● RECORDS FOR THIS TASK:
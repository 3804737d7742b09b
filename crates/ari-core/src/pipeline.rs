//! The variant pipeline
//!
//! Strictly ordered stages per job: derive spec, compile request, generate,
//! validate, route through the approval workflow, deliver. Every stage
//! transition is audited; cancellation is checked between stages.

use crate::config::PipelineConfig;
use crate::error::PipelineError;
use crate::job::{CancelToken, FallbackReason, JobOutcome, VariantJob};
use crate::resume::{resume_stage, ResumePoint};
use crate::review_queue::{ReviewCase, ReviewPriority, ReviewQueue};
use ari_audit::{AuditError, AuditLog, AuditRecord, PipelineStage};
use ari_backend::{
    ArtifactRef, GenerationBackend, GenerationError, GenerationOrchestrator, GenerationRequest,
    GenerationResult,
};
use ari_policy::{PromptBuilder, SpecGenerator, TransformationSpec};
use ari_review::{
    PanelScorer, ReviewDecision, ReviewWorkflow, ValidationReport, Validator, Verdict,
};
use chrono::Utc;
use std::sync::Arc;

/// Orchestrates the full life of a variant job
pub struct Pipeline {
    config: PipelineConfig,
    spec_generator: SpecGenerator,
    prompt_builder: PromptBuilder,
    orchestrator: GenerationOrchestrator,
    scorer: Arc<dyn PanelScorer>,
    validator: Validator,
    audit: Arc<AuditLog>,
    reviews: Arc<ReviewQueue>,
}

impl Pipeline {
    /// Assemble a pipeline around a backend and a scorer
    #[must_use]
    pub fn new(
        config: PipelineConfig,
        backend: Arc<dyn GenerationBackend>,
        scorer: Arc<dyn PanelScorer>,
        audit: Arc<AuditLog>,
    ) -> Self {
        let orchestrator = GenerationOrchestrator::new(backend, config.orchestrator.clone());
        let prompt_builder = PromptBuilder::new(config.model_id.clone());
        let validator = Validator::new(config.validator.clone());
        Self {
            config,
            spec_generator: SpecGenerator::new(),
            prompt_builder,
            orchestrator,
            scorer,
            validator,
            audit,
            reviews: Arc::new(ReviewQueue::new()),
        }
    }

    /// Configuration in use
    #[inline]
    #[must_use]
    pub fn config(&self) -> &PipelineConfig {
        &self.config
    }

    /// The review queue clinicians work against
    #[inline]
    #[must_use]
    pub fn review_queue(&self) -> &Arc<ReviewQueue> {
        &self.reviews
    }

    /// The audit log
    #[inline]
    #[must_use]
    pub fn audit(&self) -> &Arc<AuditLog> {
        &self.audit
    }

    /// Run one job to a terminal outcome
    ///
    /// # Errors
    /// Returns [`PipelineError`] only for fatal failures (bad metadata,
    /// unresolvable policy, scorer/audit infrastructure). Generation
    /// failures and rejections resolve to a fallback outcome instead.
    pub async fn run_job(
        &self,
        job: &VariantJob,
        cancel: &CancelToken,
    ) -> Result<JobOutcome, PipelineError> {
        tracing::info!(job = %job.id, panel = %job.panel.id, policy = %job.policy.id, "job started");

        if cancel.is_cancelled() {
            return self.cancelled(job, 0);
        }

        let spec = self.spec_generator.derive(&job.panel, &job.policy)?;
        self.record(
            job,
            1,
            PipelineStage::SpecDerived,
            serde_json::json!({
                "policy_version": spec.policy_version(),
                "slots": spec.slots().len(),
            }),
        )?;

        let request = self.prompt_builder.build(&spec)?;
        self.record(
            job,
            1,
            PipelineStage::RequestCompiled,
            serde_json::json!({
                "fingerprint": request.fingerprint.to_string(),
                "conditioning": request.conditioning.mode.as_str(),
                "model": request.model_id,
            }),
        )?;

        let mut attempt = 1u32;
        loop {
            if cancel.is_cancelled() {
                return self.cancelled(job, attempt);
            }

            let result = match self.generate(&request, attempt).await {
                Ok(result) => result,
                Err(GenerationError::Failed { attempts, last }) => {
                    self.record(
                        job,
                        attempt,
                        PipelineStage::Generated,
                        serde_json::json!({ "ok": false, "attempts": attempts, "error": last.to_string() }),
                    )?;
                    return self.fallback(job, attempt, FallbackReason::GenerationFailed);
                }
                Err(GenerationError::Rejected { reason }) => {
                    self.record(
                        job,
                        attempt,
                        PipelineStage::Generated,
                        serde_json::json!({ "ok": false, "rejected": reason }),
                    )?;
                    return self.fallback(job, attempt, FallbackReason::GenerationRejected);
                }
            };
            self.record(
                job,
                attempt,
                PipelineStage::Generated,
                serde_json::json!({ "ok": true, "artifact": result.artifact.as_str() }),
            )?;

            if cancel.is_cancelled() {
                // Result discarded; only the cache keeps it
                return self.cancelled(job, attempt);
            }

            let scores = self.scorer.score(&spec, &result).await?;
            let report = self.validator.evaluate(&spec, &scores);
            self.record(
                job,
                attempt,
                PipelineStage::Validated,
                serde_json::json!({ "verdict": report.verdict, "checks": report.checks }),
            )?;

            let mut workflow = ReviewWorkflow::new();
            workflow.apply_verdict(report.verdict)?;
            self.record(
                job,
                attempt,
                PipelineStage::ReviewTransition,
                serde_json::json!({ "state": workflow.state().as_str() }),
            )?;

            match report.verdict {
                Verdict::AutoPass => return self.approved(job, attempt, &result, report),
                Verdict::AutoReject => {
                    return self.fallback(job, attempt, FallbackReason::AutoRejected);
                }
                Verdict::Flagged => {
                    match self
                        .review(job, attempt, &spec, &result, report.clone(), &mut workflow)
                        .await?
                    {
                        ReviewResolution::Approved => {
                            return self.approved(job, attempt, &result, report);
                        }
                        ReviewResolution::Rejected => {
                            return self.fallback(job, attempt, FallbackReason::ClinicianRejected);
                        }
                        ReviewResolution::Regenerate => {
                            if attempt >= self.config.max_generation_attempts {
                                workflow.exhaust_attempts()?;
                                self.record(
                                    job,
                                    attempt,
                                    PipelineStage::ReviewTransition,
                                    serde_json::json!({ "state": workflow.state().as_str() }),
                                )?;
                                return self.fallback(
                                    job,
                                    attempt,
                                    FallbackReason::AttemptsExhausted,
                                );
                            }
                            workflow.restart()?;
                            attempt += 1;
                        }
                    }
                }
            }
        }
    }

    /// Run a job against whatever its audit trail already records
    ///
    /// Folds the (panel, policy) trail to a resume point: a resolved trail
    /// replays its terminal outcome without touching the backend or the
    /// scorer; anything else re-runs [`Self::run_job`] from the top, where
    /// the dedup cache absorbs generation work that already completed.
    ///
    /// # Errors
    /// [`PipelineError::TrailIncomplete`] when a resolved trail lacks the
    /// records needed to reconstruct its outcome; otherwise as
    /// [`Self::run_job`].
    pub async fn resume_job(
        &self,
        job: &VariantJob,
        cancel: &CancelToken,
    ) -> Result<JobOutcome, PipelineError> {
        let trail = self.audit.records_for(&job.panel.id, &job.policy.id);
        match resume_stage(&trail) {
            ResumePoint::Resolved { stage } => {
                tracing::info!(job = %job.id, stage = stage.as_str(), "trail resolved, replaying outcome");
                self.replay_outcome(job, &trail)
            }
            ResumePoint::NotStarted => self.run_job(job, cancel).await,
            ResumePoint::InProgress { stage, attempt } => {
                tracing::info!(
                    job = %job.id,
                    stage = stage.as_str(),
                    attempt,
                    "trail interrupted mid-flight, re-running"
                );
                self.run_job(job, cancel).await
            }
        }
    }

    fn replay_outcome(
        &self,
        job: &VariantJob,
        trail: &[AuditRecord],
    ) -> Result<JobOutcome, PipelineError> {
        let incomplete = |detail| PipelineError::TrailIncomplete {
            panel: job.panel.id.clone(),
            detail,
        };
        let last = trail.last().ok_or_else(|| incomplete("no records"))?;
        if last.stage == PipelineStage::Cancelled {
            return Ok(JobOutcome::Cancelled);
        }

        match last.params.get("variant").and_then(serde_json::Value::as_bool) {
            Some(true) => {
                let artifact = last
                    .params
                    .get("artifact")
                    .and_then(serde_json::Value::as_str)
                    .ok_or_else(|| incomplete("delivery record names no artifact"))?;
                let validated = trail
                    .iter()
                    .rev()
                    .find(|record| record.stage == PipelineStage::Validated)
                    .ok_or_else(|| incomplete("approved delivery without a validation record"))?;
                let report: ValidationReport = serde_json::from_value(validated.params.clone())
                    .map_err(AuditError::Serialization)?;
                Ok(JobOutcome::Approved {
                    artifact: ArtifactRef::new(artifact),
                    report,
                })
            }
            Some(false) => {
                let reason = last
                    .params
                    .get("fallback_reason")
                    .cloned()
                    .ok_or_else(|| incomplete("fallback delivery names no reason"))?;
                let reason: FallbackReason =
                    serde_json::from_value(reason).map_err(AuditError::Serialization)?;
                Ok(JobOutcome::Fallback {
                    canonical: job.panel.id.clone(),
                    reason,
                })
            }
            None => Err(incomplete("delivery record carries no variant flag")),
        }
    }

    async fn generate(
        &self,
        request: &GenerationRequest,
        attempt: u32,
    ) -> Result<GenerationResult, GenerationError> {
        if attempt == 1 {
            self.orchestrator.submit(request).await
        } else {
            // Regeneration must produce a fresh artifact, not the cached one
            self.orchestrator.submit_forced(request).await
        }
    }

    async fn review(
        &self,
        job: &VariantJob,
        attempt: u32,
        spec: &TransformationSpec,
        result: &GenerationResult,
        report: ValidationReport,
        workflow: &mut ReviewWorkflow,
    ) -> Result<ReviewResolution, PipelineError> {
        workflow.begin_review()?;
        self.record(
            job,
            attempt,
            PipelineStage::ReviewTransition,
            serde_json::json!({ "state": workflow.state().as_str() }),
        )?;

        let mut rx = self.reviews.enqueue(ReviewCase {
            job: job.id,
            panel: job.panel.id.clone(),
            policy: job.policy.id.clone(),
            attempt,
            artifact: result.artifact.clone(),
            spec: spec.clone(),
            report,
            enqueued_at: Utc::now(),
            priority: ReviewPriority::Normal,
        });

        let record = loop {
            match tokio::time::timeout(self.config.review_sla, &mut rx).await {
                Ok(Ok(record)) => break record,
                Ok(Err(_)) => return Err(PipelineError::ReviewAbandoned { job: job.id }),
                Err(_) => {
                    // SLA exceeded: escalate once, keep waiting
                    if self.reviews.escalate(job.id) {
                        self.record(
                            job,
                            attempt,
                            PipelineStage::ReviewEscalated,
                            serde_json::json!({ "sla_secs": self.config.review_sla.as_secs() }),
                        )?;
                    }
                }
            }
        };

        workflow.apply_decision(&record)?;
        self.record(
            job,
            attempt,
            PipelineStage::ReviewDecision,
            serde_json::json!({
                "decision": record.decision,
                "reviewer": record.reviewer,
                "rationale": record.rationale,
            }),
        )?;

        Ok(match record.decision {
            ReviewDecision::Approve => ReviewResolution::Approved,
            ReviewDecision::Reject => ReviewResolution::Rejected,
            ReviewDecision::RequestRegeneration => ReviewResolution::Regenerate,
        })
    }

    fn approved(
        &self,
        job: &VariantJob,
        attempt: u32,
        result: &GenerationResult,
        report: ValidationReport,
    ) -> Result<JobOutcome, PipelineError> {
        self.record(
            job,
            attempt,
            PipelineStage::Delivered,
            serde_json::json!({ "variant": true, "artifact": result.artifact.as_str() }),
        )?;
        tracing::info!(job = %job.id, artifact = %result.artifact, "variant approved and delivered");
        Ok(JobOutcome::Approved {
            artifact: result.artifact.clone(),
            report,
        })
    }

    fn fallback(
        &self,
        job: &VariantJob,
        attempt: u32,
        reason: FallbackReason,
    ) -> Result<JobOutcome, PipelineError> {
        self.record(
            job,
            attempt,
            PipelineStage::Delivered,
            serde_json::json!({ "variant": false, "fallback_reason": reason }),
        )?;
        tracing::warn!(job = %job.id, ?reason, "canonical panel delivered as fallback");
        Ok(JobOutcome::Fallback {
            canonical: job.panel.id.clone(),
            reason,
        })
    }

    fn cancelled(&self, job: &VariantJob, attempt: u32) -> Result<JobOutcome, PipelineError> {
        self.record(
            job,
            attempt.max(1),
            PipelineStage::Cancelled,
            serde_json::json!({}),
        )?;
        tracing::info!(job = %job.id, "job cancelled");
        Ok(JobOutcome::Cancelled)
    }

    fn record(
        &self,
        job: &VariantJob,
        attempt: u32,
        stage: PipelineStage,
        params: serde_json::Value,
    ) -> Result<(), PipelineError> {
        self.audit.append(AuditRecord::new(
            job.panel.id.clone(),
            job.policy.id.clone(),
            attempt,
            stage,
            params,
        ))?;
        Ok(())
    }
}

enum ReviewResolution {
    Approved,
    Rejected,
    Regenerate,
}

● WHAT TO WORK ON: All lines with the word "GenerationOrchestrator" are needed; pull them from the entries and copy each.

● EXERCISE RESULT:
    ArtifactRef, GenerationBackend, GenerationError, GenerationOrchestrator, GenerationRequest,
    orchestrator: GenerationOrchestrator,
        let orchestrator = GenerationOrchestrator::new(backend, config.orchestrator.clone());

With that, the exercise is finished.